The associations between cognitive function and neuropathological markers in patients with mild cognitive impairment (MCI) and Alzheimer disease (AD) remain only partly defined. We investigated relationships between antemortem global cognitive scores and β-amyloid (Aβ), tau, TDP-43, synaptic proteins and other key AD neuropathological markers assessed by biochemical approaches in postmortem anterior parietal cortex samples from 36 subjects (12 MCI, 12 AD and 12 not cognitively impaired) from the Religious Orders Study. Overall, the strongest negative correlation coefficients associated with global cognitive scores were obtained for insoluble phosphorylated tau (r2 = -0.484), insoluble Aβ42 (r2 = -0.389) and neurofibrillary tangle counts (r2 = -0.494) (all p < 0.001).
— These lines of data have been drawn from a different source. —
use serde::{Deserialize, Serialize};
use std::sync::Arc;
use uuid::Uuid;

use super::commands::{AddItem, AddRoom, CreateHousehold, UpdateItem};
use crate::event_sourcing::{CommandBus, DispatchOutcome, Result};

// ============================================================================
// Household Service - application façade over the command bus
// ============================================================================
//
// Transport adapters (HTTP, CLI) hand over plain data; the service turns it
// into commands and dispatches them. Validation happens in the aggregate.
//
// ============================================================================

#[derive(Debug, Clone, Serialize, Deserialize)]
#[serde(rename_all = "camelCase")]
pub struct CreateHouseholdData {
    pub household_id: String,
    pub user_id: String,
    pub name: String,
}

#[derive(Debug, Clone, Serialize, Deserialize)]
#[serde(rename_all = "camelCase")]
pub struct AddRoomData {
    pub household_id: String,
    pub room_id: String,
    pub name: String,
}

#[derive(Debug, Clone, Serialize, Deserialize)]
#[serde(rename_all = "camelCase")]
pub struct ItemData {
    pub household_id: String,
    pub room_id: String,
    pub item_id: String,
    pub name: String,
    #[serde(default)]
    pub barcode: String,
    pub quantity: u32,
}

/// Fresh, time-ordered identifier for a new household, room or item.
pub fn new_id() -> String {
    Uuid::now_v7().to_string()
}

pub struct HouseholdService {
    command_bus: Arc<CommandBus>,
}

impl HouseholdService {
    pub fn new(command_bus: Arc<CommandBus>) -> Self {
        Self { command_bus }
    }

    pub async fn create_household(&self, data: CreateHouseholdData) -> Result<DispatchOutcome> {
        self.command_bus
            .dispatch(&CreateHousehold {
                household_id: data.household_id,
                user_id: data.user_id,
                name: data.name,
            })
            .await
    }

    pub async fn add_room(&self, data: AddRoomData) -> Result<DispatchOutcome> {
        self.command_bus
            .dispatch(&AddRoom {
                household_id: data.household_id,
                room_id: data.room_id,
                name: data.name,
            })
            .await
    }

    pub async fn add_item(&self, data: ItemData) -> Result<DispatchOutcome> {
        self.command_bus
            .dispatch(&AddItem {
                household_id: data.household_id,
                room_id: data.room_id,
                item_id: data.item_id,
                name: data.name,
                barcode: data.barcode,
                quantity: data.quantity,
            })
            .await
    }

    pub async fn update_item(&self, data: ItemData) -> Result<DispatchOutcome> {
        self.command_bus
            .dispatch(&UpdateItem {
                household_id: data.household_id,
                room_id: data.room_id,
                item_id: data.item_id,
                name: data.name,
                barcode: data.barcode,
                quantity: data.quantity,
            })
            .await
    }
}
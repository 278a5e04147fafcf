mod common;

use std::sync::Arc;
use std::time::Duration;

use common::{BarrierStore, Harness, Mark, Recorder, TALLY};
use scylla_cqrs::event_sourcing::{EventSourcingError, EventType};
use scylla_cqrs::messaging::EventHandler;
use scylla_cqrs::utils::RetryConfig;

fn quick_retry(max_attempts: u32) -> RetryConfig {
    RetryConfig {
        max_attempts,
        initial_delay: Duration::from_millis(1),
        max_delay: Duration::from_millis(10),
        multiplier: 2.0,
    }
}

#[tokio::test(flavor = "multi_thread", worker_threads = 2)]
async fn test_racing_dispatches_one_wins_one_conflicts() {
    let h = Harness::new();
    h.command_bus()
        .dispatch(&Mark { id: "t-1".to_string(), count: 1 })
        .await
        .unwrap();

    let racing = Arc::new(h.command_bus_over(Arc::new(BarrierStore::new(h.store.clone(), 2))));

    let a = tokio::spawn({
        let bus = racing.clone();
        async move { bus.dispatch(&Mark { id: "t-1".to_string(), count: 1 }).await }
    });
    let b = tokio::spawn({
        let bus = racing.clone();
        async move { bus.dispatch(&Mark { id: "t-1".to_string(), count: 1 }).await }
    });

    let results = vec![a.await.unwrap(), b.await.unwrap()];
    let won = results.iter().filter(|r| r.is_ok()).count();
    let conflicts = results
        .iter()
        .filter(|r| matches!(r, Err(EventSourcingError::VersionConflict { version: 2, .. })))
        .count();

    assert_eq!(won, 1);
    assert_eq!(conflicts, 1);
    assert_eq!(h.versions(TALLY, "t-1"), vec![1, 2]);
}

#[tokio::test(flavor = "multi_thread", worker_threads = 2)]
async fn test_conflict_retry_lets_both_racers_commit() {
    let h = Harness::new();
    let racing = Arc::new(
        h.command_bus_over(Arc::new(BarrierStore::new(h.store.clone(), 2)))
            .with_conflict_retry(quick_retry(5)),
    );

    let a = tokio::spawn({
        let bus = racing.clone();
        async move { bus.dispatch(&Mark { id: "t-2".to_string(), count: 2 }).await }
    });
    let b = tokio::spawn({
        let bus = racing.clone();
        async move { bus.dispatch(&Mark { id: "t-2".to_string(), count: 3 }).await }
    });

    a.await.unwrap().unwrap();
    b.await.unwrap().unwrap();

    assert_eq!(h.versions(TALLY, "t-2"), vec![1, 2, 3, 4, 5]);
}

#[tokio::test]
async fn test_failing_handler_does_not_block_others() {
    let h = Harness::new();
    let flaky = Arc::new(Recorder::new("flaky", &["MarkedEvent"]).failing_on(&[1, 2]));
    let steady = Arc::new(Recorder::new("steady", &["MarkedEvent"]));
    let handlers: Vec<Arc<dyn EventHandler>> = vec![flaky.clone(), steady.clone()];
    let consumers = h.bus.start_consumers(handlers);

    h.command_bus()
        .dispatch(&Mark { id: "t-3".to_string(), count: 4 })
        .await
        .unwrap();

    assert!(h.bus.wait_until_caught_up("flaky", Duration::from_secs(2)).await);
    assert!(h.bus.wait_until_caught_up("steady", Duration::from_secs(2)).await);
    consumers.shutdown().await;

    let versions = |r: &Recorder| r.seen().into_iter().map(|(_, v)| v).collect::<Vec<_>>();
    assert_eq!(versions(&flaky), vec![1, 2, 3, 4]);
    assert_eq!(versions(&steady), vec![1, 2, 3, 4]);
    assert!(flaky.seen().iter().all(|(t, _)| *t == EventType::from("MarkedEvent")));
}
use scylla::client::session::Session;
use scylla::client::session_builder::SessionBuilder;
use std::sync::Arc;
use std::time::Duration;

use crate::config::Settings;
use crate::utils::{retry_with_backoff, RetryConfig};

// ============================================================================
// ScyllaDB session bootstrap
// ============================================================================

/// Connect (retrying while the cluster comes up), create the keyspace if
/// needed and switch the session to it.
pub async fn connect(settings: &Settings) -> anyhow::Result<Arc<Session>> {
    let retry = RetryConfig {
        max_attempts: 10,
        initial_delay: Duration::from_millis(500),
        max_delay: Duration::from_secs(5),
        multiplier: 2.0,
    };

    let session = retry_with_backoff(retry, |attempt| async move {
        tracing::info!(hosts = ?settings.scylla_hosts, attempt, "Connecting to ScyllaDB...");
        SessionBuilder::new()
            .known_nodes(&settings.scylla_hosts)
            .build()
            .await
    })
    .await
    .into_result()?;

    session
        .query_unpaged(
            format!(
                "CREATE KEYSPACE IF NOT EXISTS {} WITH REPLICATION = \
                 {{'class': 'SimpleStrategy', 'replication_factor': 1}}",
                settings.scylla_keyspace
            ),
            &[],
        )
        .await?;

    session.use_keyspace(&settings.scylla_keyspace, false).await?;
    tracing::info!(keyspace = %settings.scylla_keyspace, "ScyllaDB session ready");

    Ok(Arc::new(session))
}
Robust inverse associations with cognition scores were also established for TDP-43-positive cytoplasmic inclusions (r2 = -0.476), total insoluble tau (r2 = -0.385) and Aβ plaque counts (r2 = -0.426). Sarkosyl (SK)- or formic acid (FA)-extracted tau showed similar interrelations. On the other hand, synaptophysin (r2 = +0.335), pS403/404 TDP-43 (r2 = +0.265) and septin-3 (r2 = +0.257) proteins positively correlated with cognitive scores. This study suggests that tau and Aβ42 in their insoluble aggregated forms, synaptic proteins and TDP-43 are the markers in the parietal cortex that are most strongly associated with cognitive function. This further substantiates the relevance of investigating these markers to understand the pathogenesis of AD and develop therapeutic tools.